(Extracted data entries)
--- START ---
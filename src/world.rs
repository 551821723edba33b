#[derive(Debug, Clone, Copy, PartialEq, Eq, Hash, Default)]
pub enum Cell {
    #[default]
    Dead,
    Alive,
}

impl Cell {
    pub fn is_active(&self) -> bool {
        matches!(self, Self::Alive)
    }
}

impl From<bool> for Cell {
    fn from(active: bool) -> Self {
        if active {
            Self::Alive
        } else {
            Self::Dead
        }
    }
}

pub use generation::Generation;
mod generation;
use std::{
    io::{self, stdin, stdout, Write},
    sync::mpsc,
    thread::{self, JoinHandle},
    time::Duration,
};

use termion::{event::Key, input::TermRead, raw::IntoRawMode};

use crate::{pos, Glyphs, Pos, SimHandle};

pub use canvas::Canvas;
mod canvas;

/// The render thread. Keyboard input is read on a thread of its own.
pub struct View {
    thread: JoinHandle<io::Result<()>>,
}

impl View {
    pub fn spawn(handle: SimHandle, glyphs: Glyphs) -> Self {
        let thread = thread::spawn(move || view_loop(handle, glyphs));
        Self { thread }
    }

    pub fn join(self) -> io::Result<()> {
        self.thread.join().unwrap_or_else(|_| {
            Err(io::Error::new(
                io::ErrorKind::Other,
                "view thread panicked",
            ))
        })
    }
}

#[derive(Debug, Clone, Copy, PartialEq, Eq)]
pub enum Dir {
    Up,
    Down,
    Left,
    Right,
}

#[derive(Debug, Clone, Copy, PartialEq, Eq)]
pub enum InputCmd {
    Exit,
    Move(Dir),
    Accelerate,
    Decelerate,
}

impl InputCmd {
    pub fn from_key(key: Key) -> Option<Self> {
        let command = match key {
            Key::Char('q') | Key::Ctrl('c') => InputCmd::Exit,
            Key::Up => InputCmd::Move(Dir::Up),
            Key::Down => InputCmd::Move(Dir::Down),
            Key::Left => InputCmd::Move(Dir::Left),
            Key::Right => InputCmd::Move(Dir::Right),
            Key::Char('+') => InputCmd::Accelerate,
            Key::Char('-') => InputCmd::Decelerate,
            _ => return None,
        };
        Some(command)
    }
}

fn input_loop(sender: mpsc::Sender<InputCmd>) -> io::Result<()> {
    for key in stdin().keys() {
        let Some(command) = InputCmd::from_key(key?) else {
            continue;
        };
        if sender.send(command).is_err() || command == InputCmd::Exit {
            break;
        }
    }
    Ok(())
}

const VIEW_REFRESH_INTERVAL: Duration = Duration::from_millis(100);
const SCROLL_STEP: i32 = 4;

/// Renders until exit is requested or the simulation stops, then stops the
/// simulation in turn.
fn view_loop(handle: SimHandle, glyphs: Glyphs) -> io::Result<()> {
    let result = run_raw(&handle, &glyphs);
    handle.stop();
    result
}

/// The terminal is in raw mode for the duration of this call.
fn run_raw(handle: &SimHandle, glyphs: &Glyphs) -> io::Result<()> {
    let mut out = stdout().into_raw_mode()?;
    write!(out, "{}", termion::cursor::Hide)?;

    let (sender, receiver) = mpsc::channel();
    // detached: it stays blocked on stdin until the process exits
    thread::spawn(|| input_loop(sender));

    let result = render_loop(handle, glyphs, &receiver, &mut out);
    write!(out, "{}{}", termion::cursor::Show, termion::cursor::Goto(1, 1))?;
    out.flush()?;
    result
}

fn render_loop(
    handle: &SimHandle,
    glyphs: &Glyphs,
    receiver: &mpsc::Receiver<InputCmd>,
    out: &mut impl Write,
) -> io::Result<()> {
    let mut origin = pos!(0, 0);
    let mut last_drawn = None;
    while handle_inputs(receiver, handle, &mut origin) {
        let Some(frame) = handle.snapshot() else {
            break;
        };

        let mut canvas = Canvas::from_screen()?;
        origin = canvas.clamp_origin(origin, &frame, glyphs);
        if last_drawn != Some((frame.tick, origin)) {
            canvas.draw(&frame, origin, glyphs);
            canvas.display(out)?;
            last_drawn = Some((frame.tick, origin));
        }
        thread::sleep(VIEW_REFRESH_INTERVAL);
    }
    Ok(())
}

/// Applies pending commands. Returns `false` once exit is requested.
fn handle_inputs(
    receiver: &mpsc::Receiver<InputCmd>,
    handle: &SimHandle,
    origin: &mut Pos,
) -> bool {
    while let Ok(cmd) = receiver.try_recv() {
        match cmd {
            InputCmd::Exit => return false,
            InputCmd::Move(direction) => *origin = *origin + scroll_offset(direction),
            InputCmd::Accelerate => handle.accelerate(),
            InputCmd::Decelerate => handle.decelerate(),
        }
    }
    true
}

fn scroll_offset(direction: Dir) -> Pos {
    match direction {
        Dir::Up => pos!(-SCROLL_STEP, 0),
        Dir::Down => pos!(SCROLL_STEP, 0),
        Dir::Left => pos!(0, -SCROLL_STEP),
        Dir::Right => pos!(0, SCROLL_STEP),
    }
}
--- END ---
* [YOUR GOAL] Could you set down exactly the lines from the one containing "while let Ok(cmd)" through the last line of the records above, both included?

* [SOLUTION TO THE PROBLEM]
    while let Ok(cmd) = receiver.try_recv() {
        match cmd {
            InputCmd::Exit => return false,
            InputCmd::Move(direction) => *origin = *origin + scroll_offset(direction),
            InputCmd::Accelerate => handle.accelerate(),
            InputCmd::Decelerate => handle.decelerate(),
        }
    }
    true
}

fn scroll_offset(direction: Dir) -> Pos {
    match direction {
        Dir::Up => pos!(-SCROLL_STEP, 0),
        Dir::Down => pos!(SCROLL_STEP, 0),
        Dir::Left => pos!(0, -SCROLL_STEP),
        Dir::Right => pos!(0, SCROLL_STEP),
    }
}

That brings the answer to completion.